ANCONA – “Quando curi una malattia puoi vincere o perdere, quando ti prendi cura di una persona vinci sempre”: è la frase simbolo del film “Patch Adams”, interpretato da uno straordinario Robin Williams. Ed è anche il motto del reparto Covid 8 dell’ospedale delle Torrette di Ancona, che nei giorni scorsi ha lanciato un appello per raccogliere tablet e cellulari usati da distribuire ai propri pazienti, soprattutto i più anziani.
La battaglia contro il Coronavirus si combatte anche così, prendendosi cura delle persone e farle sentire meno sole. «È bastato un semplice post su facebook per raccogliere cellulari e Ipad, magari non più utilizzati perchè fuori moda per esempio, oppure nascosti nei cassetti ma ancora funzionanti – spiegano gli infermieri del reparto -. Questi cellulari vengono collegati al Wifi tramite delle password fornite dall’Azienda ospedaliera, così riusciamo a fare delle videochiamate per far parlare i pazienti con i propri familiari. Per loro non è facile comunicare, sono rallentati nell’eloquio e nei gesti, sono astenici, hanno spossatezza, ma abbiamo provato a farli sentire meno soli non potendo vedere nessuno se non il personale medico. Di noi tra l’altro vedono solo gli occhi, perché siamo coperti come astronauti, cerchiamo di sorridergli con il nostro sguardo».

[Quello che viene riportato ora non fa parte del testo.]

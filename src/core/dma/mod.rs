// SPDX-License-Identifier: Apache-2.0
// Copyright 2025 itsakeyfut
//
// Licensed under the Apache License, Version 2.0 (the "License");
// you may not use this file except in compliance with the License.
// You may obtain a copy of the License at
//
//     http://www.apache.org/licenses/LICENSE-2.0
//
// Unless required by applicable law or agreed to in writing, software
// distributed under the License is distributed on an "AS IS" BASIS,
// WITHOUT WARRANTIES OR CONDITIONS OF ANY KIND, either express or implied.
// See the License for the specific language governing permissions and
// limitations under the License.

//! DMA controller
//!
//! Seven channels, each with a base address (MADR), block size/count
//! (BCR) and control register (CHCR). Writing CHCR with the enable bit
//! plus either the start bit or a non-manual sync mode kicks the
//! transfer, which runs synchronously with respect to the CPU; each
//! moved word charges its bus latency, which stands in for the lump-sum
//! timing model. Three sync modes exist: manual (one burst of BCR.size
//! words), block (size x count words) and linked-list (GPU only).
//!
//! DICR carries a force bit, per-channel enable and flag bits and a
//! master enable; the aggregated IRQ asserts the DMA interrupt on its
//! rising edge. The OTC channel has fixed behavior: it walks backward
//! from MADR writing linked-list terminators, closing with 0xFFFFFF.

use crate::core::error::{EmulatorError, Result};
use crate::core::memory::Bus;

/// DMA channels in register order
#[derive(Debug, Clone, Copy, PartialEq, Eq)]
pub enum Channel {
    MdecIn = 0,
    MdecOut = 1,
    Gpu = 2,
    Cdrom = 3,
    Spu = 4,
    Pio = 5,
    Otc = 6,
}

/// CHCR sync modes
#[derive(Debug, Clone, Copy, PartialEq, Eq)]
enum SyncMode {
    Manual,
    Block,
    LinkedList,
    Reserved,
}

/// One channel's register file (accessor pairs over raw words)
#[derive(Debug, Default, Clone, Copy)]
struct ChannelRegs {
    madr: u32,
    bcr: u32,
    chcr: u32,
}

impl ChannelRegs {
    #[inline]
    fn address(self) -> u32 {
        self.madr & 0x00FF_FFFF
    }

    #[inline]
    fn block_size(self) -> u32 {
        self.bcr & 0xFFFF
    }

    #[inline]
    fn block_count(self) -> u32 {
        self.bcr >> 16
    }

    #[inline]
    fn from_ram(self) -> bool {
        self.chcr & 0x1 != 0
    }

    #[inline]
    fn backward(self) -> bool {
        self.chcr & 0x2 != 0
    }

    #[inline]
    fn sync_mode(self) -> SyncMode {
        match (self.chcr >> 9) & 0x3 {
            0 => SyncMode::Manual,
            1 => SyncMode::Block,
            2 => SyncMode::LinkedList,
            _ => SyncMode::Reserved,
        }
    }

    #[inline]
    fn enabled(self) -> bool {
        self.chcr & (1 << 24) != 0
    }

    #[inline]
    fn started(self) -> bool {
        self.chcr & (1 << 28) != 0
    }
}

/// DMA controller register block
#[derive(Debug)]
pub struct Dma {
    channels: [ChannelRegs; 7],

    /// DPCR: channel priority/enable control
    dpcr: u32,

    /// DICR: interrupt control
    dicr: u32,

    /// Undelivered rising edge of the aggregated IRQ
    irq_edge: bool,
}

impl Dma {
    pub fn new() -> Self {
        Self {
            channels: [ChannelRegs::default(); 7],
            dpcr: 0x0765_4321,
            dicr: 0,
            irq_edge: false,
        }
    }

    pub fn reset(&mut self) {
        for channel in &mut self.channels {
            channel.chcr = 0;
        }
        self.dpcr = 0x0765_4321;
        self.dicr = 0;
        self.irq_edge = false;
    }

    fn channel_from_addr(addr: u32) -> Channel {
        match (addr >> 4) & 0x7 {
            0 => Channel::MdecIn,
            1 => Channel::MdecOut,
            2 => Channel::Gpu,
            3 => Channel::Cdrom,
            4 => Channel::Spu,
            5 => Channel::Pio,
            _ => Channel::Otc,
        }
    }

    /// Register read
    pub fn read32(&self, addr: u32) -> Result<u32> {
        match addr {
            0x1F80_10F0 => return Ok(self.dpcr),
            0x1F80_10F4 => return Ok(self.dicr),
            _ => {}
        }

        let channel = &self.channels[Self::channel_from_addr(addr) as usize];

        match addr & 0xF {
            0x0 => Ok(channel.madr),
            0x4 => Ok(channel.bcr),
            0x8 => Ok(channel.chcr),
            _ => Err(EmulatorError::UnknownRegister {
                unit: "dma",
                address: addr,
            }),
        }
    }

    /// Register write
    ///
    /// Returns the channel to run when the write activates a transfer;
    /// the bus performs it and then calls [`Dma::complete_transfer`].
    pub fn write32(&mut self, addr: u32, data: u32) -> Result<Option<Channel>> {
        match addr {
            0x1F80_10F0 => {
                self.dpcr = data;
                return Ok(None);
            }
            0x1F80_10F4 => {
                // Flag bits are write-1-to-clear; control bits latch.
                // The aggregated IRQ re-evaluates immediately: a force
                // or unmask write can raise it without any transfer
                self.dicr &= 0xFF00_0000;
                self.dicr &= !(data & 0x7F00_0000);
                self.dicr |= data & 0x00FF_803F;
                self.update_irq();
                return Ok(None);
            }
            _ => {}
        }

        let index = Self::channel_from_addr(addr);
        let channel = &mut self.channels[index as usize];

        match addr & 0xF {
            0x0 => {
                channel.madr = data & 0x00FF_FFFF;
                Ok(None)
            }
            0x4 => {
                channel.bcr = data;
                Ok(None)
            }
            0x8 => {
                if index == Channel::Otc {
                    // OTC ignores most control bits and always runs backward
                    channel.chcr = (data & 0x5100_0000) | 0x2;
                } else {
                    channel.chcr = data & 0x7177_0703;
                }

                let activate = channel.enabled()
                    && (channel.started() || channel.sync_mode() != SyncMode::Manual);

                Ok(activate.then_some(index))
            }
            _ => Err(EmulatorError::UnknownRegister {
                unit: "dma",
                address: addr,
            }),
        }
    }

    /// Post-transfer bookkeeping: latch the channel's interrupt flag,
    /// clear the enable/start bits and re-evaluate the master IRQ.
    ///
    /// Returns true on the rising edge of the aggregated interrupt.
    pub fn complete_transfer(&mut self, index: Channel) -> bool {
        let mut rising = false;

        if self.dicr & (1 << (16 + index as u32)) != 0 {
            self.dicr |= 1 << (24 + index as u32);
            rising = self.update_irq();
        }

        self.channels[index as usize].chcr &= !0x1100_0000;
        rising
    }

    /// Take the undelivered rising edge, if any
    ///
    /// The bus drains this after every DMA register write so a DICR
    /// write that raises the line reaches the interrupt controller.
    pub fn take_irq_edge(&mut self) -> bool {
        std::mem::take(&mut self.irq_edge)
    }

    /// Recompute DICR bit 31; returns true on a rising edge
    fn update_irq(&mut self) -> bool {
        let old = self.dicr & (1 << 31) != 0;

        let force = self.dicr & (1 << 15) != 0;
        let master = self.dicr & (1 << 23) != 0;
        let enable = (self.dicr >> 16) & 0x7F;
        let flags = (self.dicr >> 24) & 0x7F;

        let irq = force || (master && (enable & flags) != 0);
        if irq {
            self.dicr |= 1 << 31;
        } else {
            self.dicr &= !(1 << 31);
        }

        let rising = !old && irq;
        self.irq_edge |= rising;
        rising
    }
}

impl Default for Dma {
    fn default() -> Self {
        Self::new()
    }
}

/// Execute an activated channel against the bus
///
/// Runs in one burst; the per-word bus charges provide the lump-sum
/// timing. Unsupported direction/mode combinations are fatal.
pub fn run_transfer(bus: &mut Bus, index: Channel) -> Result<()> {
    let channel = bus.dma.channels[index as usize];

    match index {
        Channel::Gpu => run_gpu(bus, channel),
        Channel::Cdrom => run_cdrom(bus, channel),
        Channel::Spu => run_spu(bus, channel),
        Channel::Otc => run_otc(bus, channel),
        Channel::MdecIn => {
            log::warn!("mdec-in dma transfer ignored");
            Ok(())
        }
        _ => Err(EmulatorError::Internal {
            message: format!("unsupported dma channel {:?}", index),
        }),
    }
}

fn run_gpu(bus: &mut Bus, channel: ChannelRegs) -> Result<()> {
    let mut addr = channel.address();

    if channel.sync_mode() == SyncMode::Block {
        let mut words = channel.block_size() * channel.block_count();
        let step = if channel.backward() { (-4i32) as u32 } else { 4 };

        while words != 0 {
            if channel.from_ram() {
                let data = bus.read32(addr & 0x1F_FFFC)?;
                bus.gpu.gp0(data)?;
            } else {
                let data = bus.gpu.gpu_read();
                bus.write32(addr & 0x1F_FFFC, data)?;
            }

            addr = addr.wrapping_add(step);
            words -= 1;
        }

        return Ok(());
    }

    if !channel.from_ram() {
        return Err(EmulatorError::Internal {
            message: "gpu linked-list dma towards ram".into(),
        });
    }

    if channel.sync_mode() != SyncMode::LinkedList {
        return Err(EmulatorError::Internal {
            message: "gpu dma in manual sync mode".into(),
        });
    }

    // Linked list: each node is a header with a word count in [31:24]
    // and the next node in [23:0]; bit 23 of the pointer ends the list
    loop {
        let header = bus.read32(addr & 0x1F_FFFC)?;
        let mut count = header >> 24;

        while count != 0 {
            addr = addr.wrapping_add(4);

            let data = bus.read32(addr & 0x1F_FFFC)?;
            bus.gpu.gp0(data)?;

            count -= 1;
        }

        if header & 0x80_0000 != 0 {
            break;
        }

        addr = header & 0xFF_FFFF;
    }

    Ok(())
}

fn run_cdrom(bus: &mut Bus, channel: ChannelRegs) -> Result<()> {
    if channel.from_ram() {
        return Err(EmulatorError::Internal {
            message: "cdrom dma from ram".into(),
        });
    }

    if channel.sync_mode() != SyncMode::Manual {
        return Err(EmulatorError::Internal {
            message: "cdrom dma in non-manual sync mode".into(),
        });
    }

    let mut addr = channel.address();
    let step = if channel.backward() { (-4i32) as u32 } else { 4 };
    let mut words = channel.block_size();

    while words != 0 {
        let data = bus.cdrom.read_dma()?;
        bus.write32(addr, data)?;

        addr = addr.wrapping_add(step) & 0xFF_FFFF;
        words -= 1;
    }

    Ok(())
}

fn run_spu(bus: &mut Bus, channel: ChannelRegs) -> Result<()> {
    if !channel.from_ram() {
        return Err(EmulatorError::Internal {
            message: "spu dma towards ram".into(),
        });
    }

    if channel.sync_mode() != SyncMode::Block {
        return Err(EmulatorError::Internal {
            message: "spu dma in non-block sync mode".into(),
        });
    }

    let mut addr = channel.address();
    let step = if channel.backward() { (-4i32) as u32 } else { 4 };
    let mut words = channel.block_size() * channel.block_count();

    while words != 0 {
        let data = bus.read32(addr & 0x1F_FFFC)?;
        bus.spu.write_dma(data);

        addr = addr.wrapping_add(step);
        words -= 1;
    }

    Ok(())
}

/// Ordering-table clear: build a backward-linked empty list
fn run_otc(bus: &mut Bus, channel: ChannelRegs) -> Result<()> {
    let mut addr = channel.address();
    let mut words = channel.block_size();

    while words != 0 {
        if words == 1 {
            bus.write32(addr, 0xFF_FFFF)?;
        } else {
            bus.write32(addr, addr.wrapping_sub(4) & 0xFF_FFFF)?;
            addr = addr.wrapping_sub(4) & 0xFF_FFFF;
        }

        words -= 1;
    }

    Ok(())
}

Il Covid 8 è il reparto cardiologico degli Ospedali Riuniti di Ancona, riconvertito per accogliere pazienti affetti da Covid-19, all’interno del Dipartimento di Scienze Cardio-Vascolari con primario il dott. Perna. L’equipe medica è coordinata dalla dott.ssa Ilaria Battistoni ed è costituita da cardiologi con un background intensivo. «Questo reparto è stato creato in pochi giorni – ci dicono – con percorsi sporchi e puliti, per sopperire all’emergenza sanitaria; chiedendo a noi infermieri della semi intensiva di collaborare sopratutto per affiancare infermieri che non hanno esperienze di intensiva e che lavoravano in altre Unità Operative attualmente chiuse per creare reparti Covid».
Attualmente il reparto accoglie 24 persone ricoverate, ma potrebbe arrivare a contenerne fino a 50 in caso di necessità. I pazienti in cura sono di tutte le età, ci sono casi anche sotto i 30 anni. «Il Covid 19 non guarda in faccia a nessuno – spiegano gli infermieri del reparto – non tiene conto dell’età, del colore della pelle, del ceto sociale, del vissuto di una persona. Sono pazienti compromessi a livello polmonare, che hanno bisogno di presidi come ventilatori, casco C-PAP, VMK ed occhialini per sopperire al deficit respiratorio».
I turni di lavoro del personale medico sono di 8 ore, di cui 4 con copertura integrale all’interno del “cov”, un equipaggiamento protettivo formato da mascherine FFp3, visiere, occhiali, camici e calzari protettivi, che lascia segni evidenti della battaglia consumata durante una giornata di lavoro. «Abbiamo ferite sul naso – ci spiegano – sulla fronte e dietro le orecchie, non beviamo per non dover andare in bagno e quindi ci disidratiamo». E finito il lavoro il pensiero è rivolto ancora agli altri. «Quando torniamo a casa la paura di infettarsi non è per noi, ma per chi ci circonda – spiegano – molte colleghe impiegate ai COV hanno preferito lasciare i loro figli dai nonni o isolarsi dai genitori anziani. La paura c’è, ma la voglia di vincere questa battaglia è più forte».
Nonostante tutto questo, gli infermieri del Covid 8 delle Torrette non si sentono eroi. «È il nostro lavoro – ribadiscono – e pensiamo di farlo al meglio con o senza Covid». Poi lanciano un appello finale: «Chiediamo a tutti di stare a casa, di uscire soltanto per evidenti necessità e capire alla fine di questa storia che la felicità è fatta di piccole cose».